Her first email arrived this morning with the subject line, “American Cuisine.” I eagerly clicked it open, only to read a diatribe against America. Aghast, I looked for the point – wasn’t this going to explain to me what American Cuisine consisted of? Or point out that America, the great melting pot of civilization, where all creeds, races, and nationalities can assimilate, doesn’t have its own cuisine because everyone’s cuisine is our cuisine?

Nope. She began a diatribe against the evils of Imperialistic America.

I couldn’t read on. She didn’t even have an unsubscribe button, by the way just something to “turn off” emails. Which means my email address is still in her files — and against the law, by the way.

Mismatch Between Brand Persona and Personal Persona

Brand communication takes into account the target audience and their wants, needs, and desires. Brands understand their audience’s personas – who is the target customer? And then their communications are aimed at the target audience.

Perhaps, being an old-school, traditionalist, patriotic America, I wasn’t really her target audience. That’s a fair enough point. However, when a writer pens articles about food, dining, and cooking….her brand IS food, dining, and cooking. None of her previous communications hinted at an anti-American rant lying under the surface of a bubble stew of words.

Perhaps because today is Columbus Day, or, in some parts of the United States, Indigenous Peoples Day, she felt it necessary to focus on America’s imperialistic evils.

If so, she committed a huge branding faux pas.

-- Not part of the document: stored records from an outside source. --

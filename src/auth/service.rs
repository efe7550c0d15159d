//! Login exchange and credential state.
//!
//! [`AuthenticationService`] performs the two-step sign-in once and then
//! serves the resulting cookies and CSRF token to the transport.

// ============================================================================
// Imports
// ============================================================================

use std::fmt;
use std::sync::LazyLock;
use std::time::Duration;

use parking_lot::RwLock;
use regex::Regex;
use reqwest::header::{COOKIE, SET_COOKIE};
use reqwest::{Response, StatusCode, redirect};
use tracing::{debug, info, warn};

use crate::error::{Error, Result};
use crate::transport::endpoint::normalize_base_url;

use super::SessionCredentials;
use super::cookies::CookieJar;

// ============================================================================
// Constants
// ============================================================================

/// Hidden form field carrying the antiforgery request token.
const VERIFICATION_TOKEN_FIELD: &str = "__RequestVerificationToken";

/// Fragment identifying the antiforgery cookie.
const ANTIFORGERY_COOKIE_FRAGMENT: &str = "Antiforgery";

/// Prefix of a data-protected antiforgery token.
const CSRF_TOKEN_PREFIX: &str = "CfDJ8";

/// Timeout for each HTTP leg of the login.
const HTTP_TIMEOUT: Duration = Duration::from_secs(30);

static INPUT_TAG: LazyLock<Regex> = LazyLock::new(|| {
    Regex::new(r"(?is)<input\b[^>]*>").unwrap_or_else(|e| panic!("input pattern: {e}"))
});

static NAME_ATTR: LazyLock<Regex> = LazyLock::new(|| {
    Regex::new(r#"(?i)\bname\s*=\s*["']__RequestVerificationToken["']"#)
        .unwrap_or_else(|e| panic!("name pattern: {e}"))
});

static VALUE_ATTR: LazyLock<Regex> = LazyLock::new(|| {
    Regex::new(r#"(?i)\bvalue\s*=\s*["']([^"']*)["']"#)
        .unwrap_or_else(|e| panic!("value pattern: {e}"))
});

// ============================================================================
// Types
// ============================================================================

/// Password holder whose `Debug` output is redacted.
#[derive(Clone)]
struct Password(String);

impl fmt::Debug for Password {
    fn fmt(&self, f: &mut fmt::Formatter<'_>) -> fmt::Result {
        f.write_str("Password(***)")
    }
}

/// Mutable credential state.
#[derive(Debug, Default)]
struct CredentialState {
    cookies: CookieJar,
    csrf_token: Option<String>,
    authenticated: bool,
}

// ============================================================================
// AuthenticationService
// ============================================================================

/// Performs the web login and holds the session credentials.
///
/// # Example
///
/// ```no_run
/// # use webform_client::auth::AuthenticationService;
/// # async fn example() -> webform_client::Result<()> {
/// let auth = AuthenticationService::new("https://erp.example.com/BC/", "default", "admin", "secret")?;
/// auth.authenticate_web().await?;
/// assert!(auth.is_authenticated());
/// # Ok(())
/// # }
/// ```
#[derive(Debug)]
pub struct AuthenticationService {
    /// HTTP client with redirects disabled.
    http: reqwest::Client,
    /// Base URL without trailing slash.
    base_url: String,
    /// Tenant id.
    tenant: String,
    /// Login name.
    username: String,
    /// Login password.
    password: Password,
    /// Cookies, token and flag.
    state: RwLock<CredentialState>,
}

impl AuthenticationService {
    /// Creates a service. No request is made until
    /// [`AuthenticationService::authenticate_web`].
    ///
    /// # Errors
    ///
    /// Returns [`Error::Http`] if the HTTP client cannot be built.
    pub fn new(
        base_url: impl AsRef<str>,
        tenant: impl Into<String>,
        username: impl Into<String>,
        password: impl Into<String>,
    ) -> Result<Self> {
        let http = reqwest::Client::builder()
            .redirect(redirect::Policy::none())
            .timeout(HTTP_TIMEOUT)
            .build()?;

        Ok(Self {
            http,
            base_url: normalize_base_url(base_url.as_ref()),
            tenant: tenant.into(),
            username: username.into(),
            password: Password(password.into()),
            state: RwLock::new(CredentialState::default()),
        })
    }

    /// Returns the normalized base URL.
    #[inline]
    #[must_use]
    pub fn base_url(&self) -> &str {
        &self.base_url
    }

    /// Returns the tenant id.
    #[inline]
    #[must_use]
    pub fn tenant(&self) -> &str {
        &self.tenant
    }

    /// Returns `true` once a login succeeded.
    #[inline]
    #[must_use]
    pub fn is_authenticated(&self) -> bool {
        self.state.read().authenticated
    }

    /// Returns session cookies as `name=value` strings.
    #[must_use]
    pub fn session_cookies(&self) -> Vec<String> {
        self.state.read().cookies.entries()
    }

    /// Returns the CSRF token, if the server issued one.
    #[must_use]
    pub fn csrf_token(&self) -> Option<String> {
        self.state.read().csrf_token.clone()
    }

    /// Returns the `Cookie` header value.
    #[must_use]
    pub fn cookie_header(&self) -> Option<String> {
        self.state.read().cookies.header()
    }

    /// Runs the sign-in exchange.
    ///
    /// Credentials are replaced only once the login succeeds. On failure the
    /// previous state stays in place, apart from cookies set by the sign-in
    /// page, which are merged into the existing jar.
    ///
    /// # Errors
    ///
    /// - [`Error::Authentication`] if the verification token is missing or
    ///   the login is not answered with a 302
    /// - [`Error::Http`] on transport failure
    pub async fn authenticate_web(&self) -> Result<()> {
        let mut cookies = self.state.read().cookies.clone();

        let csrf_token = match self.sign_in(&mut cookies).await {
            Ok(csrf_token) => csrf_token,
            Err(e) => {
                self.state.write().cookies = cookies;
                return Err(e);
            }
        };

        let count = cookies.len();
        let has_csrf = csrf_token.is_some();
        *self.state.write() = CredentialState {
            cookies,
            csrf_token,
            authenticated: true,
        };

        info!(tenant = %self.tenant, cookies = count, csrf = has_csrf, "Login succeeded");
        Ok(())
    }

    /// GET then POST the sign-in form, collecting cookies into `cookies`.
    ///
    /// Returns the CSRF token found among the cookies.
    async fn sign_in(&self, cookies: &mut CookieJar) -> Result<Option<String>> {
        let url = self.sign_in_url();
        debug!(url = %url, "Fetching sign-in page");

        let response = self.http.get(&url).send().await?;
        let status = response.status();
        merge_cookies(cookies, &response);
        let body = response.text().await?;

        let token = extract_verification_token(&body).ok_or_else(|| {
            Error::authentication(format!(
                "sign-in page (status {}) has no {VERIFICATION_TOKEN_FIELD}",
                status.as_u16()
            ))
        })?;

        let mut request = self.http.post(&url).form(&[
            ("username", self.username.as_str()),
            ("password", self.password.0.as_str()),
            ("tenant", self.tenant.as_str()),
            (VERIFICATION_TOKEN_FIELD, token.as_str()),
        ]);
        if let Some(header) = cookies.header() {
            request = request.header(COOKIE, header);
        }

        debug!(url = %url, user = %self.username, "Submitting credentials");
        let response = request.send().await?;
        let status = response.status();

        if status != StatusCode::FOUND {
            warn!(status = status.as_u16(), "Login rejected");
            return Err(Error::authentication(format!(
                "login returned status {}, expected 302",
                status.as_u16()
            )));
        }

        merge_cookies(cookies, &response);
        Ok(cookies
            .find_containing(ANTIFORGERY_COOKIE_FRAGMENT)
            .map(|(_, value)| value)
            .filter(|value| value.starts_with(CSRF_TOKEN_PREFIX))
            .map(str::to_string))
    }

    fn sign_in_url(&self) -> String {
        format!(
            "{}/SignIn?tenant={}",
            self.base_url,
            urlencoding::encode(&self.tenant)
        )
    }
}

fn merge_cookies(cookies: &mut CookieJar, response: &Response) {
    for header in response.headers().get_all(SET_COOKIE) {
        match header.to_str() {
            Ok(value) => {
                if !cookies.merge_set_cookie(value) {
                    debug!("Skipping malformed Set-Cookie header");
                }
            }
            Err(_) => debug!("Skipping non-ASCII Set-Cookie header"),
        }
    }
}

impl SessionCredentials for AuthenticationService {
    fn is_authenticated(&self) -> bool {
        AuthenticationService::is_authenticated(self)
    }

    fn cookie_header(&self) -> Option<String> {
        AuthenticationService::cookie_header(self)
    }

    fn csrf_token(&self) -> Option<String> {
        AuthenticationService::csrf_token(self)
    }
}

// ============================================================================
// Helpers
// ============================================================================

/// Finds a non-empty `__RequestVerificationToken` hidden input value.
fn extract_verification_token(html: &str) -> Option<String> {
    INPUT_TAG
        .find_iter(html)
        .map(|tag| tag.as_str())
        .filter(|tag| NAME_ATTR.is_match(tag))
        .find_map(|tag| VALUE_ATTR.captures(tag))
        .and_then(|captures| captures.get(1))
        .map(|value| value.as_str().to_string())
        .filter(|value| !value.is_empty())
}

// ============================================================================
// Tests
// ============================================================================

Never sacrifice your brand communications to ride on the coattails of what is timely or in the news.

What’s in the moment now? Societal ills, of course. Everywhere, brands are suddenly discovering that not all of their customers are Caucasian. Most of them knew this, of course, but consumers wouldn’t have known it by their advertising. I’m still mystified why all the expensive perfume ads like Chanel and Lancome feature only blond white women. Hey, guys, rich women come in all colors, and all of them love luxury perfumes.

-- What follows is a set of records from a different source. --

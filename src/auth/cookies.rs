//! Ordered cookie jar.
//!
//! Cookies keep the order of their first appearance. A repeated name
//! replaces the value in place.

// ============================================================================
// CookieJar
// ============================================================================

/// Session cookies as `(name, value)` pairs.
#[derive(Debug, Clone, Default, PartialEq, Eq)]
pub struct CookieJar {
    entries: Vec<(String, String)>,
}

impl CookieJar {
    /// Creates an empty jar.
    #[inline]
    #[must_use]
    pub const fn new() -> Self {
        Self {
            entries: Vec::new(),
        }
    }

    /// Sets a cookie, replacing an existing value with the same name.
    pub fn set(&mut self, name: impl Into<String>, value: impl Into<String>) {
        let name = name.into();
        let value = value.into();

        match self.entries.iter_mut().find(|(n, _)| *n == name) {
            Some(entry) => entry.1 = value,
            None => self.entries.push((name, value)),
        }
    }

    /// Merges one `Set-Cookie` header value.
    ///
    /// Only the leading `name=value` pair is kept. Returns `false` if the
    /// header has no `=` or an empty name.
    pub fn merge_set_cookie(&mut self, header: &str) -> bool {
        let pair = header.split(';').next().unwrap_or_default();
        let Some((name, value)) = pair.split_once('=') else {
            return false;
        };

        let name = name.trim();
        if name.is_empty() {
            return false;
        }

        self.set(name, value.trim());
        true
    }

    /// Returns the value of a cookie.
    #[must_use]
    pub fn get(&self, name: &str) -> Option<&str> {
        self.entries
            .iter()
            .find(|(n, _)| n == name)
            .map(|(_, v)| v.as_str())
    }

    /// Returns the first cookie whose name contains `fragment`.
    #[must_use]
    pub fn find_containing(&self, fragment: &str) -> Option<(&str, &str)> {
        self.entries
            .iter()
            .find(|(n, _)| n.contains(fragment))
            .map(|(n, v)| (n.as_str(), v.as_str()))
    }

    /// Returns cookies as `name=value` strings.
    #[must_use]
    pub fn entries(&self) -> Vec<String> {
        self.entries
            .iter()
            .map(|(n, v)| format!("{n}={v}"))
            .collect()
    }

    /// Returns the `Cookie` header value, `None` when empty.
    #[must_use]
    pub fn header(&self) -> Option<String> {
        if self.entries.is_empty() {
            return None;
        }
        Some(self.entries().join("; "))
    }

    /// Returns the number of cookies.
    #[inline]
    #[must_use]
    pub fn len(&self) -> usize {
        self.entries.len()
    }

    /// Returns `true` if the jar is empty.
    #[inline]
    #[must_use]
    pub fn is_empty(&self) -> bool {
        self.entries.is_empty()
    }
}

// ============================================================================
// Tests
// ============================================================================
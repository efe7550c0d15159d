//! Page contexts over an open session.
//!
//! Each opened page gets a [`PageContextId`] of the form
//! `<sessionId>:page:<pageId>:<timestampMillis>` and a snapshot of the
//! logical form the server returned for it.

// ============================================================================
// Imports
// ============================================================================

use std::sync::{Arc, Weak};
use std::time::{Duration, SystemTime, UNIX_EPOCH};

use parking_lot::Mutex;
use rustc_hash::FxHashMap;
use serde_json::json;
use tokio_util::sync::CancellationToken;
use tracing::{debug, info};

use crate::error::{Error, Result};
use crate::identifiers::{PageContextId, SubscriptionId};
use crate::protocol::interaction::OPEN_FORM_INTERACTION;
use crate::protocol::{Control, Handler, LogicalForm, resolve_control};

use super::adapter::{InvokeOptions, ProtocolAdapter};
use super::filters::FilterMetadataCache;

// ============================================================================
// Types
// ============================================================================

type PageMap = FxHashMap<PageContextId, PageContext>;

// ============================================================================
// PageContext
// ============================================================================

/// An open page.
#[derive(Debug, Clone, PartialEq)]
pub struct PageContext {
    /// Context identifier.
    pub id: PageContextId,
    /// Session the page was opened in.
    pub session_id: String,
    /// Page id as requested.
    pub page_id: String,
    /// Server form id.
    pub form_id: String,
    /// Form tree as returned when the page opened.
    pub form: LogicalForm,
    /// Open time.
    pub opened_at: SystemTime,
}

// ============================================================================
// OpenPageOptions
// ============================================================================

/// Options for [`SessionManager::open_page`].
#[derive(Debug, Clone, Default)]
pub struct OpenPageOptions {
    /// Company to open the page in.
    pub company: Option<String>,
    /// Response timeout override.
    pub timeout: Option<Duration>,
    /// Cancellation token.
    pub cancel: Option<CancellationToken>,
}

impl OpenPageOptions {
    /// Sets the company.
    #[inline]
    #[must_use]
    pub fn with_company(mut self, company: impl Into<String>) -> Self {
        self.company = Some(company.into());
        self
    }

    /// Sets the response timeout.
    #[inline]
    #[must_use]
    pub fn with_timeout(mut self, timeout: Duration) -> Self {
        self.timeout = Some(timeout);
        self
    }

    /// Sets the cancellation token.
    #[inline]
    #[must_use]
    pub fn with_cancel(mut self, cancel: CancellationToken) -> Self {
        self.cancel = Some(cancel);
        self
    }
}

// ============================================================================
// SessionManager
// ============================================================================

/// Tracks open pages and keeps them consistent with server events.
pub struct SessionManager {
    adapter: Arc<ProtocolAdapter>,
    filters: Arc<FilterMetadataCache>,
    pages: Arc<Mutex<PageMap>>,
    subscription: SubscriptionId,
}

impl SessionManager {
    /// Creates a manager and subscribes it to the adapter's form closures.
    #[must_use]
    pub fn new(adapter: Arc<ProtocolAdapter>, filters: Arc<FilterMetadataCache>) -> Self {
        let pages: Arc<Mutex<PageMap>> = Arc::default();

        let weak_pages: Weak<Mutex<PageMap>> = Arc::downgrade(&pages);
        let weak_filters = Arc::downgrade(&filters);
        let subscription = adapter.on_form_closed(move |form_id| {
            let Some(pages) = weak_pages.upgrade() else {
                return;
            };
            let dropped = drop_form(&pages, form_id);
            if let Some(filters) = weak_filters.upgrade() {
                for page_id in &dropped {
                    filters.invalidate(page_id);
                }
            }
            if !dropped.is_empty() {
                debug!(form_id = %form_id, count = dropped.len(), "Form closed");
            }
        });

        Self {
            adapter,
            filters,
            pages,
            subscription,
        }
    }

    /// Opens a page and records its context.
    ///
    /// # Errors
    ///
    /// - [`Error::InvalidPageContextId`] if the page id is empty or contains
    ///   `:`, before anything is sent
    /// - [`Error::Protocol`] if the response contains no form
    /// - errors from [`ProtocolAdapter::invoke`]
    pub async fn open_page(&self, page_id: &str, options: OpenPageOptions) -> Result<PageContext> {
        PageContextId::check_page_id(page_id)?;

        let mut query = format!("page={}", urlencoding::encode(page_id));
        if let Some(company) = &options.company {
            query.push_str("&company=");
            query.push_str(&urlencoding::encode(company));
        }

        let mut invoke = InvokeOptions::new(OPEN_FORM_INTERACTION, json!({ "query": query }));
        invoke.timeout = options.timeout;
        invoke.cancel = options.cancel;

        let handlers = self.adapter.invoke(invoke).await?;

        let form = handlers
            .into_iter()
            .find_map(|handler| match handler {
                Handler::FormToShow(form) => Some(form),
                _ => None,
            })
            .ok_or_else(|| Error::protocol(format!("opening page {page_id} returned no form")))?;
        let form_id = form
            .form_id()
            .ok_or_else(|| Error::protocol(format!("form for page {page_id} has no ServerId")))?
            .to_string();

        let session_id = self.adapter.session_id();
        let opened_at = SystemTime::now();
        let mut timestamp = opened_at
            .duration_since(UNIX_EPOCH)
            .map(|d| d.as_millis())
            .unwrap_or_default();

        let context = {
            let mut pages = self.pages.lock();
            let mut id = PageContextId::build(&session_id, page_id, timestamp)?;
            while pages.contains_key(&id) {
                timestamp += 1;
                id = PageContextId::build(&session_id, page_id, timestamp)?;
            }

            let context = PageContext {
                id: id.clone(),
                session_id,
                page_id: page_id.to_string(),
                form_id,
                form,
                opened_at,
            };
            pages.insert(id, context.clone());
            context
        };

        info!(page_context_id = %context.id, form_id = %context.form_id, "Page opened");
        Ok(context)
    }

    /// Closes a page.
    ///
    /// # Errors
    ///
    /// - [`Error::PageNotFound`] if `id` is not an open page
    /// - errors from [`ProtocolAdapter::close_form`]
    pub async fn close_page(&self, id: &PageContextId) -> Result<()> {
        let (form_id, page_id) = {
            let pages = self.pages.lock();
            let context = pages
                .get(id)
                .ok_or_else(|| Error::page_not_found(id.as_str()))?;
            (context.form_id.clone(), context.page_id.clone())
        };

        self.adapter.close_form(&form_id).await?;

        self.pages.lock().remove(id);
        self.filters.invalidate(&page_id);
        info!(page_context_id = %id, "Page closed");
        Ok(())
    }

    /// Returns a page context.
    #[must_use]
    pub fn get(&self, id: &PageContextId) -> Option<PageContext> {
        self.pages.lock().get(id).cloned()
    }

    /// Returns all open page contexts.
    #[must_use]
    pub fn contexts(&self) -> Vec<PageContext> {
        self.pages.lock().values().cloned().collect()
    }

    /// Returns the ids of forms currently open in the session.
    #[must_use]
    pub fn open_form_ids(&self) -> Vec<String> {
        self.adapter.open_form_ids()
    }

    /// Resolves a control path inside a page's form.
    ///
    /// Returns `Ok(None)` if the path does not address a control.
    ///
    /// # Errors
    ///
    /// Returns [`Error::PageNotFound`] if `id` is not an open page.
    pub fn resolve_control(&self, id: &PageContextId, path: &str) -> Result<Option<Control>> {
        let pages = self.pages.lock();
        let context = pages
            .get(id)
            .ok_or_else(|| Error::page_not_found(id.as_str()))?;
        Ok(resolve_control(&context.form, path).cloned())
    }

    /// Drops every page context.
    pub fn invalidate_all(&self) {
        let count = {
            let mut pages = self.pages.lock();
            let count = pages.len();
            pages.clear();
            count
        };
        if count > 0 {
            debug!(count, "Page contexts invalidated");
        }
    }
}

impl Drop for SessionManager {
    fn drop(&mut self) {
        self.adapter.unsubscribe_form_closed(self.subscription);
    }
}

/// Removes contexts showing `form_id` and returns their page ids.
fn drop_form(pages: &Mutex<PageMap>, form_id: &str) -> Vec<String> {
    let mut pages = pages.lock();
    let mut dropped = Vec::new();
    pages.retain(|_, context| {
        if context.form_id == form_id {
            dropped.push(context.page_id.clone());
            false
        } else {
            true
        }
    });
    dropped
}

// ============================================================================
// Tests
// ============================================================================
//! WebSocket connection and event loop.
//!
//! This module owns the single physical socket to the server, including
//! JSON-RPC request/response correlation and raw frame broadcast.
//!
//! # Event Loop
//!
//! Each successful [`RpcTransport::connect`] spawns a tokio task that
//! handles:
//!
//! - Incoming frames (responses, server-push notifications)
//! - Outgoing requests from the Rust API
//! - Request/response correlation by UUID
//! - Raw subscriber callbacks
//! - Keep-alive pings while idle
//!
//! When the loop ends, for any reason, every still-pending request is
//! rejected with [`Error::ConnectionClosed`] and disconnect subscribers run.

// ============================================================================
// Imports
// ============================================================================

use std::sync::Arc;
use std::sync::atomic::{AtomicBool, Ordering};
use std::time::Duration;

use async_trait::async_trait;
use futures_util::stream::SplitSink;
use futures_util::{SinkExt, StreamExt};
use parking_lot::Mutex;
use rustc_hash::FxHashMap;
use serde_json::{Value, from_str, to_string};
use tokio::net::TcpStream;
use tokio::sync::{mpsc, oneshot};
use tokio::time::{Instant, Interval, MissedTickBehavior, interval_at, sleep, timeout};
use tokio_tungstenite::tungstenite::Message;
use tokio_tungstenite::tungstenite::client::IntoClientRequest;
use tokio_tungstenite::tungstenite::http::HeaderValue;
use tokio_tungstenite::tungstenite::http::header::COOKIE;
use tokio_tungstenite::{MaybeTlsStream, WebSocketStream, connect_async};
use tokio_util::sync::CancellationToken;
use tracing::{debug, error, info, trace, warn};
use url::Url;

use crate::auth::SessionCredentials;
use crate::error::{Error, Result};
use crate::identifiers::{RequestId, SubscriptionId};
use crate::protocol::{InboundMessage, RpcRequest};

use super::endpoint;
use super::subscribers::{Subscriber, SubscriberRegistry};

// ============================================================================
// Constants
// ============================================================================

/// Default timeout for a request to be answered.
pub const DEFAULT_REQUEST_TIMEOUT: Duration = Duration::from_secs(30);

/// Default timeout for the socket to open.
pub const DEFAULT_CONNECT_TIMEOUT: Duration = Duration::from_secs(30);

/// Default cap on outstanding requests.
pub const DEFAULT_MAX_PENDING_REQUESTS: usize = 100;

/// Default keep-alive ping interval.
pub const DEFAULT_PING_INTERVAL: Duration = Duration::from_secs(30);

/// Upper bound on waiting for the close handshake in `disconnect`.
const CLOSE_TIMEOUT: Duration = Duration::from_secs(5);

/// Header carrying the CSRF token on the handshake.
const CSRF_HEADER: &str = "x-csrf-token";

// ============================================================================
// Types
// ============================================================================

type WsStream = WebSocketStream<MaybeTlsStream<TcpStream>>;

type WsSink = SplitSink<WsStream, Message>;

/// One outstanding request.
struct PendingRequest {
    /// Originating method, for logs and errors.
    method: String,
    /// Completion handle.
    response_tx: oneshot::Sender<Result<Value>>,
}

/// Map of request IDs to pending requests.
type CorrelationMap = FxHashMap<RequestId, PendingRequest>;

// ============================================================================
// TransportOptions
// ============================================================================

/// Resource bounds and endpoint overrides for the transport.
#[derive(Debug, Clone, PartialEq, Eq)]
pub struct TransportOptions {
    /// Default time a request may wait for its response.
    pub request_timeout: Duration,
    /// Default time the socket may take to open.
    pub connect_timeout: Duration,
    /// Maximum outstanding requests.
    pub max_pending_requests: usize,
    /// Keep-alive ping interval; `None` disables pings.
    pub ping_interval: Option<Duration>,
    /// Socket URL used verbatim instead of deriving one.
    pub url_override: Option<Url>,
}

impl Default for TransportOptions {
    fn default() -> Self {
        Self {
            request_timeout: DEFAULT_REQUEST_TIMEOUT,
            connect_timeout: DEFAULT_CONNECT_TIMEOUT,
            max_pending_requests: DEFAULT_MAX_PENDING_REQUESTS,
            ping_interval: Some(DEFAULT_PING_INTERVAL),
            url_override: None,
        }
    }
}

// ============================================================================
// RequestOptions
// ============================================================================

/// Per-call timeout and cancellation.
#[derive(Debug, Clone, Default)]
pub struct RequestOptions {
    /// Overrides the transport's request timeout.
    pub timeout: Option<Duration>,
    /// Cancels the call when triggered.
    pub cancel: Option<CancellationToken>,
}

impl RequestOptions {
    /// Sets the timeout.
    #[inline]
    #[must_use]
    pub fn with_timeout(mut self, timeout: Duration) -> Self {
        self.timeout = Some(timeout);
        self
    }

    /// Sets the cancellation token.
    #[inline]
    #[must_use]
    pub fn with_cancel(mut self, cancel: CancellationToken) -> Self {
        self.cancel = Some(cancel);
        self
    }
}

// ============================================================================
// RpcChannel
// ============================================================================

/// What the protocol adapter needs from a transport.
#[async_trait]
pub trait RpcChannel: Send + Sync {
    /// Sends a request and waits for its result.
    async fn call(&self, method: &str, params: Value, options: RequestOptions) -> Result<Value>;

    /// Registers a raw inbound frame subscriber.
    fn subscribe_raw(&self, handler: Subscriber<Value>) -> SubscriptionId;
}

But I digress. I don’t think the author of the offending email hopped on the hip bandwagon to stir the pot. I think she truly believed in what she wrote.

And that’s where the brand communications went horribly wrong.

Message Mismatch with Audience Needs

Her brand = food.

Her personal beliefs = progressive

One of the issues I see frequently with people who are their own brand (artists, writers, musicians, entrepreneurs) is that they have trouble separating their own identity from that of their brand.

If your brand is food and cooking, you appeal to a certain person. Their need is to learn, to be entertained, to dream.

If all of your articles are about comfort food, cooking from scratch, and cooking at home, your brand persona comes across as more traditional than your personal ideals.

The issue appeared when her personal beliefs clashed with her brand persona as a food writer.

Brand Persona – Focused Communications

Good brand communication is focused on the match between your brand promise and the desires of your target audience or persona.

One way to prevent your own personal bias from creeping into the products you produce (your art, for example, or writing) is to develop a target persona. The target persona is a made up person based on who you believe, to the best evidence that you have, is the audience for your work.

For my blog Home Garden Joy, for example, the demographics reveal that my target reader is female, age 65, and loves home and cooking. By imagining my friends Eni or Karel, who fit that demographic, I easily write for that audience.

But if I try to write a piece aimed at my very hip video game marketing niece for that blog, it’s going to confuse many people, because my language, writing style, and even photographs will change to address a hip 30-something. And if I try to do that, my brand communications, or communicating the implicit brand promise of Home Garden Joy, will fall flat, because the concerns of a hip 30-something year old are in general quite different from that of a mature 65+ woman who loves nurturing her garden and tending her home.

Brand Clarity Through Communications

Good brand communications is clear communications. It speaks to the wants, needs, and desires of the target audience — not to your wants, needs, and desires of expression.

There’s a time and a place to express personal thoughts, but not to readers who’ve signed up for more articles like your wonderful piece on the perfect grilled cheese sandwich or how to successfully debone a flounder. Brand disconnects feel like promises broken, and that’s exactly what they are: a bond, broken, between brand and target audience.